The Atlantic Coast Pipeline is looking like a riskier investment every day

Apr 20, 2020 | Economic Impacts, Politics of energy

When announcing the Atlantic Coast Pipeline, its owners, including Dominion Energy, said the project is essential for us to have the energy we need, will save us millions of dollars each year, foster economic development and be a windfall for shareholders.

Events since the announcement demonstrate that none of the claims are likely to be true.

The application to the Federal Energy Regulatory Commission (FERC) says that 80 percent of the ACP is reserved for power plants in Virginia and North Carolina and claims the ACP is essential to supply them.

However, we no longer need as many new plants as first proposed. If built, they would require less than half of the capacity originally announced as the main reason to build the pipeline.

Recently, Dominion Energy Virginia announced that building more gas-fired power plants “is no longer viable.”

Duke Energy’s electric utilities in the Carolinas have also cut their original requirements. Opponents argue that even current plans depend on exaggerated forecasts of future demand and are far too reliant on long-term use of gas-fired generation.

Proposed gas-fired plants will likely continue to decline. The economic shutdown caused by the coronavirus has reduced electricity demand. A Wood Mackenzie study predicts it might take up to several years before usage returns to present levels. When the ACP is scheduled to begin operation, S&P Global reports there will be 35 percent excess generation in the region from which Virginia draws its power; growing to 60 percent excess by 2027. Duke Energy’s utilities forecast capacity beyond what is needed for reliability.
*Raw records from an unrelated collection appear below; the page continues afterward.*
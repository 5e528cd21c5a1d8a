//! Agent contract, registry, and the bundled demo teams.
//!
//! Agents are external executors. The orchestrator calls `act`, then
//! `reflect`, then `propose_subgoals` for every goal it dispatches.

use std::sync::Arc;

use anyhow::Result;
use async_trait::async_trait;
use serde_json::Value;
use thiserror::Error;

use crate::core::types::{Goal, LogEntry, StepResult};
use crate::io::state_store::SharedStateStore;

pub mod coding;
pub mod research;

/// Metric bumped by the bundled agents on every successful `act`.
pub const RUNS_COMPLETED: &str = "runs_completed";

/// Per-dispatch context handed to an agent.
#[derive(Debug, Clone)]
pub struct AgentContext {
    /// Snapshot of the store's `world` value at dispatch time.
    pub world: Value,
    pub store: Arc<SharedStateStore>,
}

#[async_trait]
pub trait Agent: Send + Sync {
    fn name(&self) -> &str;

    /// Perform one step toward the goal. An error fails the goal.
    async fn act(&self, goal: &Goal, ctx: &AgentContext) -> Result<StepResult>;

    /// Post-step bookkeeping. Errors are logged and ignored.
    async fn reflect(&self, _goal: &Goal, _result: &StepResult, _ctx: &AgentContext) -> Result<()> {
        Ok(())
    }

    /// Follow-up goals to merge into the graph. Errors are logged and ignored.
    async fn propose_subgoals(
        &self,
        _goal: &Goal,
        _result: &StepResult,
        _ctx: &AgentContext,
    ) -> Result<Vec<Goal>> {
        Ok(Vec::new())
    }
}

/// Reflection note used by the bundled agents.
pub fn log_reflection(ctx: &AgentContext, agent: &str, goal: &Goal, result: &StepResult) {
    ctx.store.append_log(
        LogEntry::new(&goal.id, agent).note(format!("Reflection: success={}", result.success)),
    );
}

#[derive(Debug, Error, PartialEq, Eq)]
pub enum RegistryError {
    #[error("agent '{0}' already registered")]
    DuplicateAgent(String),
}

/// Agents by name, in registration order.
#[derive(Default, Clone)]
pub struct AgentRegistry {
    agents: Vec<Arc<dyn Agent>>,
}

impl AgentRegistry {
    pub fn new() -> Self {
        Self::default()
    }

    pub fn register(&mut self, agent: Arc<dyn Agent>) -> Result<(), RegistryError> {
        if self.get(agent.name()).is_some() {
            return Err(RegistryError::DuplicateAgent(agent.name().to_string()));
        }
        self.agents.push(agent);
        Ok(())
    }

    pub fn get(&self, name: &str) -> Option<Arc<dyn Agent>> {
        self.agents
            .iter()
            .find(|agent| agent.name() == name)
            .cloned()
    }

    /// Owner for goals that were created without one.
    pub fn default_agent(&self) -> Option<Arc<dyn Agent>> {
        self.agents.first().cloned()
    }

    pub fn names(&self) -> Vec<&str> {
        self.agents.iter().map(|agent| agent.name()).collect()
    }

    pub fn is_empty(&self) -> bool {
        self.agents.is_empty()
    }
}

/// Agents plus the goals that seed a run.
#[derive(Debug, Clone)]
pub struct Team {
    pub agents: AgentRegistry,
    pub seeds: Vec<Goal>,
}

impl std::fmt::Debug for AgentRegistry {
    fn fmt(&self, f: &mut std::fmt::Formatter<'_>) -> std::fmt::Result {
        f.debug_struct("AgentRegistry")
            .field("agents", &self.names())
            .finish()
    }
}

#[cfg(test)]
mod tests {
    use super::*;
    use crate::test_support::ScriptedAgent;

    #[test]
    fn first_registered_agent_is_default() {
        let mut registry = AgentRegistry::new();
        registry
            .register(Arc::new(ScriptedAgent::new("alpha")))
            .expect("register");
        registry
            .register(Arc::new(ScriptedAgent::new("beta")))
            .expect("register");
        let default = registry.default_agent().expect("default");
        assert_eq!(default.name(), "alpha");
        assert_eq!(registry.names(), vec!["alpha", "beta"]);
    }

    #[test]
    fn duplicate_names_are_rejected() {
        let mut registry = AgentRegistry::new();
        registry
            .register(Arc::new(ScriptedAgent::new("alpha")))
            .expect("register");
        let err = registry
            .register(Arc::new(ScriptedAgent::new("alpha")))
            .expect_err("duplicate");
        assert_eq!(err, RegistryError::DuplicateAgent("alpha".to_string()));
    }

    #[test]
    fn reflection_note_is_logged() {
        let temp = tempfile::tempdir().expect("tempdir");
        let ctx = AgentContext {
            world: Value::Null,
            store: Arc::new(SharedStateStore::new(temp.path().join("state.json"))),
        };
        let goal = Goal::with_id("g1", "t");
        let result = StepResult::success("g1", "alpha", "ok");
        log_reflection(&ctx, "alpha", &goal, &result);

        let logs = ctx.store.export_logs();
        assert_eq!(logs.len(), 1);
        assert_eq!(logs[0].note.as_deref(), Some("Reflection: success=true"));
    }
}
//! Research team: researcher -> writer -> critic.

use std::path::Path;
use std::sync::Arc;

use anyhow::{Context, Result};
use async_trait::async_trait;
use serde_json::{Value, json};

use super::{Agent, AgentContext, AgentRegistry, RUNS_COMPLETED, Team, log_reflection};
use crate::core::types::{Goal, Priority, StepResult};
use crate::tools::{JsonWriteTool, Tool, ToolRegistry, WebSearchTool, args};

pub const RESEARCHER: &str = "researcher";
pub const WRITER: &str = "writer";
pub const CRITIC: &str = "critic";

const DRAFT_LIMIT_CHARS: usize = 500;
const VERDICT: &str = "Looks coherent; add references.";

/// Searches the goal title and hands the findings to the writer.
pub struct Researcher {
    search: Arc<dyn Tool>,
}

#[async_trait]
impl Agent for Researcher {
    fn name(&self) -> &str {
        RESEARCHER
    }

    async fn act(&self, goal: &Goal, ctx: &AgentContext) -> Result<StepResult> {
        let found = self
            .search
            .call(&args(json!({ "query": goal.title, "top_k": 2 })))
            .await
            .context("web search")?;
        let lines: Vec<&str> = found
            .as_array()
            .map(|items| items.iter().filter_map(Value::as_str).collect())
            .unwrap_or_default();
        ctx.store.bump_metric(RUNS_COMPLETED, 1);
        Ok(StepResult::success(&goal.id, RESEARCHER, lines.join("\n"))
            .with_artifact("sources", found))
    }

    async fn reflect(&self, goal: &Goal, result: &StepResult, ctx: &AgentContext) -> Result<()> {
        log_reflection(ctx, RESEARCHER, goal, result);
        Ok(())
    }

    async fn propose_subgoals(
        &self,
        goal: &Goal,
        result: &StepResult,
        _ctx: &AgentContext,
    ) -> Result<Vec<Goal>> {
        if !result.success {
            return Ok(Vec::new());
        }
        Ok(vec![
            Goal::new(format!("Write: {}", goal.title))
                .description(result.content.clone())
                .owned_by(WRITER)
                .priority(Priority::High)
                .depends_on(&goal.id),
        ])
    }
}

/// Writes a draft file from the goal description.
pub struct Writer {
    json_write: Arc<dyn Tool>,
}

#[async_trait]
impl Agent for Writer {
    fn name(&self) -> &str {
        WRITER
    }

    async fn act(&self, goal: &Goal, ctx: &AgentContext) -> Result<StepResult> {
        let draft: String = goal.description.chars().take(DRAFT_LIMIT_CHARS).collect();
        let path = format!("artifacts/draft-{}.json", goal.id);
        let written = self
            .json_write
            .call(&args(json!({ "path": path, "content": draft })))
            .await
            .context("write draft")?;
        let written = written.as_str().unwrap_or(&path).to_string();
        ctx.store.bump_metric(RUNS_COMPLETED, 1);
        Ok(StepResult::success(&goal.id, WRITER, format!("Draft at {written}"))
            .with_artifact("draft_path", json!(written)))
    }

    async fn reflect(&self, goal: &Goal, result: &StepResult, ctx: &AgentContext) -> Result<()> {
        log_reflection(ctx, WRITER, goal, result);
        Ok(())
    }

    async fn propose_subgoals(
        &self,
        goal: &Goal,
        result: &StepResult,
        _ctx: &AgentContext,
    ) -> Result<Vec<Goal>> {
        if !result.success {
            return Ok(Vec::new());
        }
        Ok(vec![
            Goal::new(format!("Review: {}", goal.title))
                .description(result.content.clone())
                .owned_by(CRITIC)
                .depends_on(&goal.id),
        ])
    }
}

pub struct Critic;

#[async_trait]
impl Agent for Critic {
    fn name(&self) -> &str {
        CRITIC
    }

    async fn act(&self, goal: &Goal, ctx: &AgentContext) -> Result<StepResult> {
        ctx.store.bump_metric(RUNS_COMPLETED, 1);
        Ok(StepResult::success(&goal.id, CRITIC, VERDICT))
    }

    async fn reflect(&self, goal: &Goal, result: &StepResult, ctx: &AgentContext) -> Result<()> {
        log_reflection(ctx, CRITIC, goal, result);
        Ok(())
    }
}

/// Research team writing drafts under `workdir`.
pub fn build_team(workdir: &Path) -> Result<Team> {
    let mut tools = ToolRegistry::new();
    tools.register(Arc::new(WebSearchTool::new()))?;
    tools.register(Arc::new(JsonWriteTool::new(workdir)))?;

    let mut agents = AgentRegistry::new();
    agents.register(Arc::new(Researcher {
        search: tools.get(WebSearchTool::NAME)?,
    }))?;
    agents.register(Arc::new(Writer {
        json_write: tools.get(JsonWriteTool::NAME)?,
    }))?;
    agents.register(Arc::new(Critic))?;

    let seeds = vec![
        Goal::new("Contrastive learning for multimodal retrieval")
            .owned_by(RESEARCHER)
            .priority(Priority::Critical),
        Goal::new("Survey recent RAG optimizations")
            .owned_by(RESEARCHER)
            .priority(Priority::High),
    ];
    Ok(Team { agents, seeds })
}

#[cfg(test)]
mod tests {
    use super::*;
    use crate::test_support::temp_store;

    fn ctx() -> (tempfile::TempDir, AgentContext) {
        let (temp, store) = temp_store();
        (
            temp,
            AgentContext {
                world: json!({}),
                store,
            },
        )
    }

    #[tokio::test]
    async fn researcher_hands_off_to_writer() {
        let (_temp, ctx) = ctx();
        let researcher = Researcher {
            search: Arc::new(WebSearchTool::new()),
        };
        let goal = Goal::with_id("r1", "RAG");

        let result = researcher.act(&goal, &ctx).await.expect("act");
        assert_eq!(result.content, "Result 1 for 'RAG'\nResult 2 for 'RAG'");

        let subgoals = researcher
            .propose_subgoals(&goal, &result, &ctx)
            .await
            .expect("propose");
        assert_eq!(subgoals.len(), 1);
        assert_eq!(subgoals[0].title, "Write: RAG");
        assert_eq!(subgoals[0].owner_agent.as_deref(), Some(WRITER));
        assert_eq!(subgoals[0].dependencies, vec!["r1"]);
        assert_eq!(subgoals[0].description, result.content);
    }

    #[tokio::test]
    async fn writer_writes_truncated_draft() {
        let (temp, ctx) = ctx();
        let writer = Writer {
            json_write: Arc::new(JsonWriteTool::new(temp.path())),
        };
        let goal = Goal::with_id("w1", "Write: RAG").description("x".repeat(600));

        let result = writer.act(&goal, &ctx).await.expect("act");
        assert!(result.content.starts_with("Draft at "));

        let raw =
            std::fs::read_to_string(temp.path().join("artifacts/draft-w1.json")).expect("read");
        let value: Value = serde_json::from_str(&raw).expect("parse");
        assert_eq!(value["content"].as_str().map(str::len), Some(DRAFT_LIMIT_CHARS));
    }

    #[test]
    fn team_registers_three_agents_and_two_seeds() {
        let temp = tempfile::tempdir().expect("tempdir");
        let team = build_team(temp.path()).expect("team");
        assert_eq!(team.agents.names(), vec![RESEARCHER, WRITER, CRITIC]);
        assert_eq!(team.seeds.len(), 2);
        assert!(team.seeds.iter().all(|g| g.dependencies.is_empty()));
    }
}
If additional gas supply is needed, there is a better way to provide it. In August 2018, Dominion informed FERC that the Transco pipeline has sufficient available capacity to meet all of what Duke’s utilities were expecting to get from the ACP and more.

Other Transco expansion projects added even more capacity. Local gas distribution companies in North Carolina owned by Duke and Dominion reserved new capacity from Transco, which has been their primary supplier for decades. New power plants built in North Carolina could as easily connect to Transco as they could to the ACP, proving the Atlantic Coast Pipeline is unnecessary for an adequate supply of energy in the region.